Lakhs of public sector bank employees, who put in extra hours after the government’s shock decision to demonetise Rs 500 and Rs 1,000 notes, and are yet to be paid their overtime dues, have now threatened to go on strike to press for their demands.
Employee unions are also believed to be considering legal action against their employers if their dues are not cleared.
According to a report in Hindustan Times, around 4 lakh employees at these state-run banks are yet to be paid their dues for the extended hours that they put in at work to deal with the heavy rush at banks as people flocked to exchange banned currency for legal tender.
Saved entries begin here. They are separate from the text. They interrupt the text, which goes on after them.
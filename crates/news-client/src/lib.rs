//! # News client
//!
//! [`NewsSource`] yields the newest article link not seen before. [`NewsParser`] reads it from the
//! front page of a news site: article links are the `<a>` children of `.post-title` elements, in
//! page order (newest first).

use std::sync::OnceLock;

use async_trait::async_trait;
use scraper::{Html, Selector};
use thiserror::Error;
use tracing::{debug, instrument};

pub const NEWS_URL: &str = "https://positivnews.ru/";

const POST_TITLE_LINK: &str = ".post-title > a";

const USER_AGENT: &str = "Mozilla/5.0 (Windows NT 10.0; Win64; x64) AppleWebKit/537.36 \
(KHTML, like Gecko) Chrome/111.0.0.0 Safari/537.36";

#[derive(Error, Debug)]
pub enum NewsError {
    #[error("Can not connect to {url}: {reason}")]
    Unavailable { url: String, reason: String },

    #[error("Request failed: {0}")]
    Http(#[from] reqwest::Error),

    #[error("Bad link selector: {0}")]
    Selector(String),
}

#[async_trait]
pub trait NewsSource: Send + Sync {
    /// Newest article URL that is not in `excluded`, or `None` when every article was seen.
    async fn latest_link(&self, excluded: &[String]) -> Result<Option<String>, NewsError>;
}

fn post_title_link() -> Result<&'static Selector, NewsError> {
    static SELECTOR: OnceLock<Result<Selector, String>> = OnceLock::new();
    SELECTOR
        .get_or_init(|| Selector::parse(POST_TITLE_LINK).map_err(|e| e.to_string()))
        .as_ref()
        .map_err(|e| NewsError::Selector(e.clone()))
}

/// Article links in page order.
pub fn extract_links(html: &str) -> Result<Vec<String>, NewsError> {
    let selector = post_title_link()?;
    let document = Html::parse_document(html);
    Ok(document
        .select(selector)
        .filter_map(|a| a.value().attr("href"))
        .map(str::to_string)
        .collect())
}

#[derive(Clone)]
pub struct NewsParser {
    http: reqwest::Client,
    url: String,
}

impl Default for NewsParser {
    fn default() -> Self {
        Self::new(NEWS_URL)
    }
}

impl NewsParser {
    pub fn new(url: impl Into<String>) -> Self {
        Self {
            http: reqwest::Client::new(),
            url: url.into(),
        }
    }

    pub fn url(&self) -> &str {
        &self.url
    }
}

#[async_trait]
impl NewsSource for NewsParser {
    #[instrument(skip(self, excluded), fields(url = %self.url, excluded = excluded.len()))]
    async fn latest_link(&self, excluded: &[String]) -> Result<Option<String>, NewsError> {
        let response = self
            .http
            .get(&self.url)
            .header(reqwest::header::USER_AGENT, USER_AGENT)
            .send()
            .await
            .map_err(|e| NewsError::Unavailable {
                url: self.url.clone(),
                reason: e.to_string(),
            })?;
        if response.status() != reqwest::StatusCode::OK {
            return Err(NewsError::Unavailable {
                url: self.url.clone(),
                reason: format!("HTTP {}", response.status()),
            });
        }
        let html = response.text().await?;
        let links = extract_links(&html)?;
        debug!(found = links.len(), "Article links parsed");
        Ok(links.into_iter().find(|link| !excluded.contains(link)))
    }
}
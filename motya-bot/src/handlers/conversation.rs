//! Conversational replies: private chats, replies to the bot or its blog posts, and `/ask`.

use std::sync::Arc;

use async_trait::async_trait;
use prompt::exchange;
use tracing::{info, instrument, warn};

use super::command::parse_command;
use crate::app::AppContext;
use crate::core::{Handler, HandlerResponse, Message, ReplyContext, Result};

pub const PLACEHOLDER: &str = "секундочку 🐾 ...";
pub const MESSAGE_SPAM: &str = "ой 🙄 пожалуйста, не пишите мне так часто, я не успеваю 😣";
pub const ASK_HELP: &str = "на что вы хотите чтобы я ответил? 🤓";

const MESSAGE_KEY: &str = "message";

/// False (after telling the user) when the user writes faster than the message rate.
pub(crate) async fn check_message_rate(ctx: &AppContext, message: &Message) -> Result<bool> {
    let allowed = ctx
        .throttle
        .allow(MESSAGE_KEY, message.user.id, ctx.settings.throttle_rate_message)
        .await;
    if !allowed {
        info!(user_id = message.user.id, "Message throttled");
        ctx.bot.reply_to(message, MESSAGE_SPAM).await?;
    }
    Ok(allowed)
}

async fn typing(ctx: &AppContext, message: &Message) {
    if let Err(e) = ctx.bot.send_typing(&message.chat).await {
        warn!(error = %e, "Failed to send typing action");
    }
}

/// Answers `text` with the chat's history and records the exchange.
#[instrument(skip(ctx, message, text), fields(user_id = message.user.id, chat_id = message.chat.id))]
pub(crate) async fn reply_with_history(
    ctx: &AppContext,
    message: &Message,
    text: &str,
) -> Result<String> {
    typing(ctx, message).await;
    let session = ctx.sessions.session(message.chat.id).await;
    let mut history = session.lock().await;
    let answer = ctx
        .model
        .answer_with_history(text, &history.snapshot())
        .await?;
    ctx.bot.reply_to(message, &answer).await?;
    history.add(exchange(text, answer.clone()));
    Ok(answer)
}

/// Answers a single prompt built from the message; the user's text and the answer still go to
/// the chat's history. The session stays locked for the whole turn.
async fn reply_once(ctx: &AppContext, message: &Message, prompt: &str) -> Result<String> {
    typing(ctx, message).await;
    let session = ctx.sessions.session(message.chat.id).await;
    let mut history = session.lock().await;
    let answer = ctx.model.answer(prompt).await?;
    ctx.bot.reply_to(message, &answer).await?;
    history.add(exchange(message.content.clone(), answer.clone()));
    Ok(answer)
}

/// Plain text: every message in private chats; in groups only replies to the bot or its posts.
pub struct ConversationHandler {
    ctx: Arc<AppContext>,
}

impl ConversationHandler {
    pub fn new(ctx: Arc<AppContext>) -> Self {
        Self { ctx }
    }

    async fn answer_privately(&self, message: &Message) -> Result<HandlerResponse> {
        let ctx = &self.ctx;
        info!(user_id = message.user.id, chat_id = message.chat.id, "Answering privately");
        let placeholder = ctx
            .bot
            .send_message_and_return_id(&message.chat, PLACEHOLDER)
            .await?;
        let result = reply_with_history(ctx, message, &message.content).await;
        if let Err(e) = ctx.bot.delete_message(&message.chat, &placeholder).await {
            warn!(error = %e, "Failed to delete placeholder");
        }
        Ok(HandlerResponse::Reply(result?))
    }

    async fn answer_reply(&self, message: &Message, reply: &ReplyContext) -> Result<HandlerResponse> {
        let ctx = &self.ctx;
        let from_blog = reply.author_name == ctx.settings.blog_author_name;
        let from_bot = ctx.bot_user_id().await == Some(reply.author_id);
        if !from_blog && !from_bot {
            return Ok(HandlerResponse::Ignore);
        }
        if !check_message_rate(ctx, message).await? {
            return Ok(HandlerResponse::Stop);
        }

        let answer = if from_blog {
            let prompt = format!("ты писал про: {}, ответь на: {}", reply.content, message.content);
            reply_once(ctx, message, &prompt).await?
        } else if reply.has_caption {
            let last_image = ctx
                .store
                .user_config(message.user.id)
                .await?
                .last_image
                .unwrap_or_default();
            let prompt = format!(
                "ты нарисовал рисунок по запросу: '{}', ответь на: {}",
                last_image, message.content
            );
            reply_once(ctx, message, &prompt).await?
        } else {
            reply_with_history(ctx, message, &message.content).await?
        };
        Ok(HandlerResponse::Reply(answer))
    }
}

#[async_trait]
impl Handler for ConversationHandler {
    async fn handle(&self, message: &Message) -> Result<HandlerResponse> {
        if message.content.trim().is_empty() || parse_command(&message.content).is_some() {
            return Ok(HandlerResponse::Ignore);
        }
        if message.chat.is_private() {
            if !check_message_rate(&self.ctx, message).await? {
                return Ok(HandlerResponse::Stop);
            }
            return self.answer_privately(message).await;
        }
        match &message.reply_to {
            Some(reply) => self.answer_reply(message, reply).await,
            None => Ok(HandlerResponse::Ignore),
        }
    }
}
There are cases where employees put in around 14 hours in office to deal with the rush but were yet to be paid their dues almost a year after the demoneitsation decision. Employees also had their leaves cancelled as banks struggled to deal with the unprecedented chaos that ensued Prime Minister Narendra Modi’s November 8 announcement.
As per employer norms, one extra hour put in by an employee entitles him to payment in the range of Rs 100-Rs 300, depending upon the pay package. Back of the envelope calculations suggest that the overtime dues could run into several crores, though there is no number that employee unions have put as of now.
“We have brought this issue to the notice of the government... In case dues are not paid, we will take stringent action... we could even go on strike like we did earlier... we will also look at taking other legal action,” CH Venkatachalam, general secretary, All India Banks’ Employees Association (AIBEA) told Hindustan Times.
According to the unions, no bank has cleared the dues in full and the issue has been escalated to Finance Minister Arun Jaitley, who is likely to take up the issue at a meeting with the Labour ministry.
The government's decision to demonetise Rs 500 and Rs 1,000 notes wiped off 86 per cent of the currency in circulation in a single stroke. Banks saw unprecedented rush as people struggled to exchange their old notes with new. The rules for exchange of notes kept changing leading to further chaos.